The information below pertains to developers and other coding enthusiasts who would like to set up a running instance of the Open Library Environment project from Github.
Step-by-step guide
- Checkout OLE code from github
- Create a local workspace where you would want to checkout the OLE codebase
- clone the remote repository by issuing the following command: git clone https://github.com/openlibraryenvironment/ole.git
- Once its cloned, you will see a folder with the name "ole" created.
- Switch to the appropriate branch
- Check which branch is active in your local repository by issuing the following command: git branch -a
- One of the listed entries should have an * next to it indicating that is the active branch currently on your local box.
- You will need to switch to the "develop" branch. As a best practice, we push our changes to the develop branch.

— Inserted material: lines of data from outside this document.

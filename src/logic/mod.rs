pub mod catalog;
pub mod location;
pub mod recommendation;
pub mod rules;
pub mod season;

#[cfg(test)]
pub(crate) mod fixtures;

pub use catalog::{CandidateCatalog, CatalogHandle};
pub use location::LocationProfileResolver;
pub use recommendation::{RecommendationRequest, RecommendationService};
pub use rules::{ScoringContext, ScoringEngine};
pub use season::SeasonCalendar;
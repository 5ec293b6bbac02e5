use super::{ScoringContext, ScoringRule};
use crate::models::{CandidateDefinition, ScoreFactor};

/// Soil compatibility: +20 when the location's soil is one the crop prefers.
pub struct SoilMatchRule;

impl ScoringRule for SoilMatchRule {
    fn id(&self) -> &'static str {
        "soil_match"
    }

    fn name(&self) -> &'static str {
        "Soil Compatibility"
    }

    fn evaluate(
        &self,
        ctx: &ScoringContext<'_>,
        candidate: &CandidateDefinition,
    ) -> Option<ScoreFactor> {
        let soil = ctx.profile.soil_class;
        if !candidate.prefers_soil(soil) {
            return None;
        }

        Some(ScoreFactor::new(
            self.id(),
            20.0,
            format!("Ideal for {} soil", soil),
        ))
    }
}
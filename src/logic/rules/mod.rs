pub mod engine;
pub mod market;
pub mod outlook_risk;
pub mod regional;
pub mod soil_match;
pub mod water_balance;

pub use engine::{CandidateEvaluation, ScoringEngine};

use crate::models::{
    CandidateDefinition, EnvironmentProfile, MarketSignals, ScoreFactor, SeasonalOutlook,
};

/// Every candidate starts here before any rule applies.
pub const BASE_SCORE: f64 = 60.0;

/// Candidates whose final score is at or below this are dropped.
pub const INCLUSION_THRESHOLD: f64 = 50.0;

/// Margin over support price (₹/quintal) that earns the profitability bonus.
pub const PROFITABILITY_THRESHOLD: f64 = 1000.0;

/// Everything a rule may look at besides the candidate itself.
#[derive(Debug, Clone, Copy)]
pub struct ScoringContext<'a> {
    pub profile: &'a EnvironmentProfile,
    pub outlook: Option<&'a SeasonalOutlook>,
    pub market: &'a MarketSignals,
}

impl<'a> ScoringContext<'a> {
    pub fn new(
        profile: &'a EnvironmentProfile,
        outlook: Option<&'a SeasonalOutlook>,
        market: &'a MarketSignals,
    ) -> Self {
        Self {
            profile,
            outlook,
            market,
        }
    }
}

/// Trait for crop suitability rules
pub trait ScoringRule: Send + Sync {
    /// Unique identifier for this rule
    fn id(&self) -> &'static str;

    /// Human-readable name
    fn name(&self) -> &'static str;

    /// Return a score adjustment if the rule applies to this candidate
    fn evaluate(
        &self,
        ctx: &ScoringContext<'_>,
        candidate: &CandidateDefinition,
    ) -> Option<ScoreFactor>;
}
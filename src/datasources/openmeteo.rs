use super::WeatherOutlookProvider;
use crate::config::WeatherConfig;
use crate::error::{AgroRankError, Result};
use crate::models::{Coordinates, SeasonalOutlook};
use async_trait::async_trait;
use serde::Deserialize;
use std::time::Duration;

pub struct OpenMeteoClient {
    client: reqwest::Client,
    config: WeatherConfig,
}

// Open-Meteo API response structures. Series entries are null for hours the
// model has not produced yet.
#[derive(Debug, Deserialize)]
struct OmForecastResponse {
    #[serde(default)]
    daily: Option<OmDaily>,
    #[serde(default)]
    hourly: Option<OmHourly>,
}

#[derive(Debug, Deserialize)]
struct OmDaily {
    #[serde(default)]
    temperature_2m_max: Vec<Option<f64>>,
    #[serde(default)]
    precipitation_sum: Vec<Option<f64>>,
}

#[derive(Debug, Deserialize)]
struct OmHourly {
    #[serde(default)]
    soil_moisture_0_to_1cm: Vec<Option<f64>>,
}

impl OpenMeteoClient {
    pub fn new(config: WeatherConfig) -> Result<Self> {
        let client = reqwest::Client::builder()
            .timeout(Duration::from_secs(config.timeout_secs))
            .build()?;
        Ok(Self { client, config })
    }

    fn forecast_url(&self, coordinates: Coordinates) -> String {
        format!(
            "{}?latitude={:.4}&longitude={:.4}&daily=temperature_2m_max,precipitation_sum&hourly=soil_moisture_0_to_1cm&timezone=auto&forecast_days={}",
            self.config.base_url,
            coordinates.latitude,
            coordinates.longitude,
            self.config.forecast_days
        )
    }

    /// Fetch the forecast window and classify it into a risk outlook.
    pub async fn fetch_forecast(&self, coordinates: Coordinates) -> Result<SeasonalOutlook> {
        let url = self.forecast_url(coordinates);

        let response = self
            .client
            .get(&url)
            .send()
            .await
            .map_err(|e| AgroRankError::DataSourceUnavailable(format!("Open-Meteo: {}", e)))?;

        if !response.status().is_success() {
            let status = response.status();
            let body = response.text().await.unwrap_or_default();
            return Err(AgroRankError::DataSourceUnavailable(format!(
                "Open-Meteo returned {}: {}",
                status, body
            )));
        }

        let om_response: OmForecastResponse = response.json().await.map_err(|e| {
            AgroRankError::DataSourceUnavailable(format!(
                "Failed to parse Open-Meteo response: {}",
                e
            ))
        })?;

        let outlook = convert_response(om_response)?;
        tracing::debug!(
            risk = %outlook.risk_kind,
            lat = coordinates.latitude,
            lon = coordinates.longitude,
            "Weather outlook fetched"
        );
        Ok(outlook)
    }

    /// Test connection to the Open-Meteo API
    pub async fn test_connection(&self) -> Result<bool> {
        let url = self.forecast_url(Coordinates::NATIONAL_CENTROID);

        let response = self
            .client
            .get(&url)
            .send()
            .await
            .map_err(|e| AgroRankError::DataSourceUnavailable(format!("Open-Meteo: {}", e)))?;

        Ok(response.status().is_success())
    }
}

#[async_trait]
impl WeatherOutlookProvider for OpenMeteoClient {
    async fn fetch_outlook(&self, coordinates: Coordinates) -> Result<SeasonalOutlook> {
        self.fetch_forecast(coordinates).await
    }
}

fn convert_response(response: OmForecastResponse) -> Result<SeasonalOutlook> {
    let daily = response
        .daily
        .ok_or_else(|| AgroRankError::InvalidData("Open-Meteo response has no daily data".into()))?;

    let max_temps: Vec<f64> = daily.temperature_2m_max.into_iter().flatten().collect();
    if max_temps.is_empty() {
        return Err(AgroRankError::InvalidData(
            "Open-Meteo response has no temperature data".into(),
        ));
    }
    let mean_max_temp = max_temps.iter().sum::<f64>() / max_temps.len() as f64;

    let cumulative_rain: f64 = daily.precipitation_sum.into_iter().flatten().sum();

    // Current topsoil reading is the first non-null hour.
    let soil_moisture = response
        .hourly
        .and_then(|h| h.soil_moisture_0_to_1cm.into_iter().flatten().next());

    Ok(SeasonalOutlook::from_forecast(
        mean_max_temp,
        cumulative_rain,
        soil_moisture,
    ))
}

#[cfg(test)]
mod tests {
    use super::*;
    use crate::models::{OutlookSource, RiskKind};

    fn parse(json: &str) -> Result<SeasonalOutlook> {
        let response: OmForecastResponse = serde_json::from_str(json).unwrap();
        convert_response(response)
    }

    #[test]
    fn client_creation() {
        let client = OpenMeteoClient::new(WeatherConfig::default()).unwrap();
        let url = client.forecast_url(Coordinates::new(30.901, 75.8573));
        assert!(url.contains("latitude=30.9010"));
        assert!(url.contains("forecast_days=7"));
        assert!(url.contains("soil_moisture_0_to_1cm"));
    }

    #[test]
    fn monsoon_week_is_high_rainfall() {
        let outlook = parse(
            r#"{
                "daily": {
                    "time": ["2024-07-01", "2024-07-02", "2024-07-03"],
                    "temperature_2m_max": [31.2, 30.8, 29.9],
                    "precipitation_sum": [22.5, 40.1, 12.0]
                },
                "hourly": {"soil_moisture_0_to_1cm": [0.41, 0.42]}
            }"#,
        )
        .unwrap();

        assert_eq!(outlook.risk_kind, RiskKind::HighRainfall);
        assert_eq!(outlook.source, OutlookSource::Live);
        assert_eq!(outlook.soil_moisture_fraction, Some(0.41));
        assert!((outlook.cumulative_rainfall_mm.unwrap() - 74.6).abs() < 1e-9);
    }

    #[test]
    fn hot_dry_week_with_nulls() {
        let outlook = parse(
            r#"{
                "daily": {
                    "temperature_2m_max": [43.0, 44.0, null],
                    "precipitation_sum": [0.0, null, 0.0]
                },
                "hourly": {"soil_moisture_0_to_1cm": [null, 0.2]}
            }"#,
        )
        .unwrap();

        assert_eq!(outlook.risk_kind, RiskKind::Heatwave);
        assert_eq!(outlook.max_temperature, Some(43.5));
        assert_eq!(outlook.soil_moisture_fraction, Some(0.2));
    }

    #[test]
    fn missing_soil_series_never_signals_drought() {
        let outlook = parse(
            r#"{"daily": {"temperature_2m_max": [35.0], "precipitation_sum": [0.0]}}"#,
        )
        .unwrap();

        assert_eq!(outlook.risk_kind, RiskKind::None);
        assert!(outlook.soil_moisture_fraction.is_none());
    }

    #[test]
    fn empty_response_is_an_error() {
        assert!(matches!(parse("{}"), Err(AgroRankError::InvalidData(_))));
        assert!(matches!(
            parse(r#"{"daily": {"temperature_2m_max": [null]}}"#),
            Err(AgroRankError::InvalidData(_))
        ));
    }
}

- Issue the following command to switch to the develop branch: git checkout develop
- Check which branch is active in your local repository by issuing the following command: git branch -a
- Launch your favorite IDE and start OLE (IntelliJ IDEA instructions- coming soon!)
- Ongoing Development
- Fork your copy
- git clone https://github.com/user/ole.git
- Make changes to your local copy
- Switch to develop branch by using git checkout develop. This is to ensure when pull requests are created, they will be against the develop branch in the main repository.
- Push changes to your forked repository
- You can work on changes, commit and push the changes to your own public repository. The command to use would be git commit -m "some message" followed by git push origin develop
- Create a pull request
- You can visit github.com and go to the ole repository under your username.
- Click on the pull request button to initiate a pull request.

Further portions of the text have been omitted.